■ **TASK INSTRUCTIONS**
If a line of the records contains the word "update", list it.

■ **RECORDED INFORMATION**
+++

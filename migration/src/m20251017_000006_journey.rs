use sea_orm_migration::{prelude::*, schema::*};

use crate::{m20251017_000002_route::Route, m20251017_000004_train::Train};

static IDX_JOURNEY_ROUTE_TRAIN: &str = "idx-journey-route_id-train_id";
static IDX_JOURNEY_TIMES: &str = "idx-journey-departure_time-arrival_time";
static FK_JOURNEY_ROUTE_ID: &str = "fk-journey-route_id";
static FK_JOURNEY_TRAIN_ID: &str = "fk-journey-train_id";

#[derive(DeriveMigrationName)]
pub struct Migration;

#[async_trait::async_trait]
impl MigrationTrait for Migration {
    async fn up(&self, manager: &SchemaManager) -> Result<(), DbErr> {
        manager
            .create_table(
                Table::create()
                    .table(Journey::Table)
                    .if_not_exists()
                    .col(pk_auto(Journey::Id))
                    .col(integer(Journey::RouteId))
                    .col(integer(Journey::TrainId))
                    .col(timestamp(Journey::DepartureTime))
                    .col(timestamp(Journey::ArrivalTime))
                    .to_owned(),
            )
            .await?;

        manager
            .create_index(
                Index::create()
                    .name(IDX_JOURNEY_ROUTE_TRAIN)
                    .table(Journey::Table)
                    .col(Journey::RouteId)
                    .col(Journey::TrainId)
                    .to_owned(),
            )
            .await?;

        manager
            .create_index(
                Index::create()
                    .name(IDX_JOURNEY_TIMES)
                    .table(Journey::Table)
                    .col(Journey::DepartureTime)
                    .col(Journey::ArrivalTime)
                    .to_owned(),
            )
            .await?;

        manager
            .create_foreign_key(
                ForeignKey::create()
                    .name(FK_JOURNEY_ROUTE_ID)
                    .from_tbl(Journey::Table)
                    .from_col(Journey::RouteId)
                    .to_tbl(Route::Table)
                    .to_col(Route::Id)
                    .on_delete(ForeignKeyAction::Cascade)
                    .to_owned(),
            )
            .await?;

        manager
            .create_foreign_key(
                ForeignKey::create()
                    .name(FK_JOURNEY_TRAIN_ID)
                    .from_tbl(Journey::Table)
                    .from_col(Journey::TrainId)
                    .to_tbl(Train::Table)
                    .to_col(Train::Id)
                    .on_delete(ForeignKeyAction::Cascade)
                    .to_owned(),
            )
            .await?;

        Ok(())
    }

    async fn down(&self, manager: &SchemaManager) -> Result<(), DbErr> {
        manager
            .drop_foreign_key(
                ForeignKey::drop()
                    .name(FK_JOURNEY_TRAIN_ID)
                    .table(Journey::Table)
                    .to_owned(),
            )
            .await?;

        manager
            .drop_foreign_key(
                ForeignKey::drop()
                    .name(FK_JOURNEY_ROUTE_ID)
                    .table(Journey::Table)
                    .to_owned(),
            )
            .await?;

        manager
            .drop_index(
                Index::drop()
                    .name(IDX_JOURNEY_TIMES)
                    .table(Journey::Table)
                    .to_owned(),
            )
            .await?;

        manager
            .drop_index(
                Index::drop()
                    .name(IDX_JOURNEY_ROUTE_TRAIN)
                    .table(Journey::Table)
                    .to_owned(),
            )
            .await?;

        manager
            .drop_table(Table::drop().table(Journey::Table).to_owned())
            .await?;

        Ok(())
    }
}

#[derive(DeriveIden)]
pub enum Journey {
    Table,
    Id,
    RouteId,
    TrainId,
    DepartureTime,
    ArrivalTime,
}
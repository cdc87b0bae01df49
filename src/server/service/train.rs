use std::collections::HashMap;

use sea_orm::DatabaseConnection;

use crate::{
    model::train::{TrainDto, TrainListDto, TrainPayload},
    server::{
        data::{
            ticket::TicketRepository,
            train::{TrainParams, TrainRepository},
            train_type::TrainTypeRepository,
        },
        error::{validation::ValidationError, Error},
        util::query::parse_id_list,
    },
};

/// Optional filters applied when listing trains
#[derive(Default)]
pub struct TrainFilter {
    /// Case-insensitive substring of the train name
    pub name: Option<String>,
    /// Comma separated train type IDs
    pub train_types: Option<String>,
}

pub struct TrainService<'a> {
    db: &'a DatabaseConnection,
}

impl<'a> TrainService<'a> {
    /// Creates a new instance of [`TrainService`]
    pub fn new(db: &'a DatabaseConnection) -> Self {
        Self { db }
    }

    /// Lists trains matching the filter with their train type shown by name
    pub async fn list(&self, filter: TrainFilter) -> Result<Vec<TrainListDto>, Error> {
        let train_type_ids = filter
            .train_types
            .as_deref()
            .map(|ids| parse_id_list(ids, "train_types"))
            .transpose()?;

        let trains = TrainRepository::new(self.db)
            .get_all(train_type_ids.as_deref(), filter.name.as_deref())
            .await?;

        let type_ids: Vec<i32> = trains.iter().map(|t| t.train_type_id).collect();
        let type_names: HashMap<i32, String> = TrainTypeRepository::new(self.db)
            .get_by_ids(&type_ids)
            .await?
            .into_iter()
            .map(|t| (t.id, t.name))
            .collect();

        Ok(trains
            .into_iter()
            .map(|train| {
                let type_name = type_names
                    .get(&train.train_type_id)
                    .cloned()
                    .unwrap_or_default();
                train_list_dto(train, type_name)
            })
            .collect())
    }

    pub async fn get(&self, id: i32) -> Result<TrainListDto, Error> {
        let train = TrainRepository::new(self.db)
            .get_by_id(id)
            .await?
            .ok_or(Error::NotFound("Train"))?;

        let type_name = TrainTypeRepository::new(self.db)
            .get_by_id(train.train_type_id)
            .await?
            .map(|t| t.name)
            .unwrap_or_default();

        Ok(train_list_dto(train, type_name))
    }

    pub async fn create(&self, payload: TrainPayload) -> Result<TrainDto, Error> {
        self.validate(&payload, None).await?;

        let train = TrainRepository::new(self.db)
            .create(train_params(payload))
            .await?;

        tracing::info!(train_id = %train.id, "Created train {}", train.name);

        Ok(train_dto(train))
    }

    pub async fn update(&self, id: i32, payload: TrainPayload) -> Result<TrainDto, Error> {
        let train_repo = TrainRepository::new(self.db);
        if train_repo.get_by_id(id).await?.is_none() {
            return Err(Error::NotFound("Train"));
        }

        self.validate(&payload, Some(id)).await?;
        self.check_booked_seats(id, &payload).await?;

        let train = train_repo
            .update(id, train_params(payload))
            .await?
            .ok_or(Error::NotFound("Train"))?;

        Ok(train_dto(train))
    }

    /// Deletes a train along with its journeys and their tickets
    pub async fn delete(&self, id: i32) -> Result<(), Error> {
        let result = TrainRepository::new(self.db).delete(id).await?;
        if result.rows_affected == 0 {
            return Err(Error::NotFound("Train"));
        }

        tracing::info!(train_id = %id, "Deleted train");

        Ok(())
    }

    /// Rejects dimensions that would leave booked tickets outside the train
    async fn check_booked_seats(&self, id: i32, payload: &TrainPayload) -> Result<(), Error> {
        let Some((cargo, seat)) = TicketRepository::new(self.db)
            .max_seat_by_train(id)
            .await?
        else {
            return Ok(());
        };

        if cargo > payload.cargo_num {
            return Err(ValidationError::out_of_range(
                "cargo_num",
                format!("Tickets are booked in cargo {}.", cargo),
            )
            .into());
        }
        if seat > payload.places_in_cargo {
            return Err(ValidationError::out_of_range(
                "places_in_cargo",
                format!("Tickets are booked up to seat {}.", seat),
            )
            .into());
        }

        Ok(())
    }

    async fn validate(&self, payload: &TrainPayload, train_id: Option<i32>) -> Result<(), Error> {
        if payload.name.trim().is_empty() {
            return Err(ValidationError::invalid("name", "This field may not be blank.").into());
        }
        if payload.cargo_num < 1 {
            return Err(ValidationError::out_of_range(
                "cargo_num",
                "Ensure this value is greater than or equal to 1.",
            )
            .into());
        }
        if payload.places_in_cargo < 1 {
            return Err(ValidationError::out_of_range(
                "places_in_cargo",
                "Ensure this value is greater than or equal to 1.",
            )
            .into());
        }

        if TrainTypeRepository::new(self.db)
            .get_by_id(payload.train_type)
            .await?
            .is_none()
        {
            return Err(ValidationError::does_not_exist("train_type", payload.train_type).into());
        }

        if let Some(existing) = TrainRepository::new(self.db)
            .find_by_name(&payload.name)
            .await?
        {
            if Some(existing.id) != train_id {
                return Err(ValidationError::conflict(
                    "name",
                    "train with this name already exists.",
                )
                .into());
            }
        }

        Ok(())
    }
}

fn train_params(payload: TrainPayload) -> TrainParams {
    TrainParams {
        name: payload.name,
        cargo_num: payload.cargo_num,
        places_in_cargo: payload.places_in_cargo,
        train_type_id: payload.train_type,
    }
}

pub(crate) fn train_dto(train: entity::train::Model) -> TrainDto {
    TrainDto {
        id: train.id,
        total_capacity: train.total_capacity(),
        name: train.name,
        cargo_num: train.cargo_num,
        places_in_cargo: train.places_in_cargo,
        train_type: train.train_type_id,
    }
}

fn train_list_dto(train: entity::train::Model, train_type: String) -> TrainListDto {
    TrainListDto {
        id: train.id,
        total_capacity: train.total_capacity(),
        name: train.name,
        cargo_num: train.cargo_num,
        places_in_cargo: train.places_in_cargo,
        train_type,
    }
}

+++

■ **WRITTEN ANSWER**
    pub async fn update(&self, id: i32, payload: TrainPayload) -> Result<TrainDto, Error> {
            .update(id, train_params(payload))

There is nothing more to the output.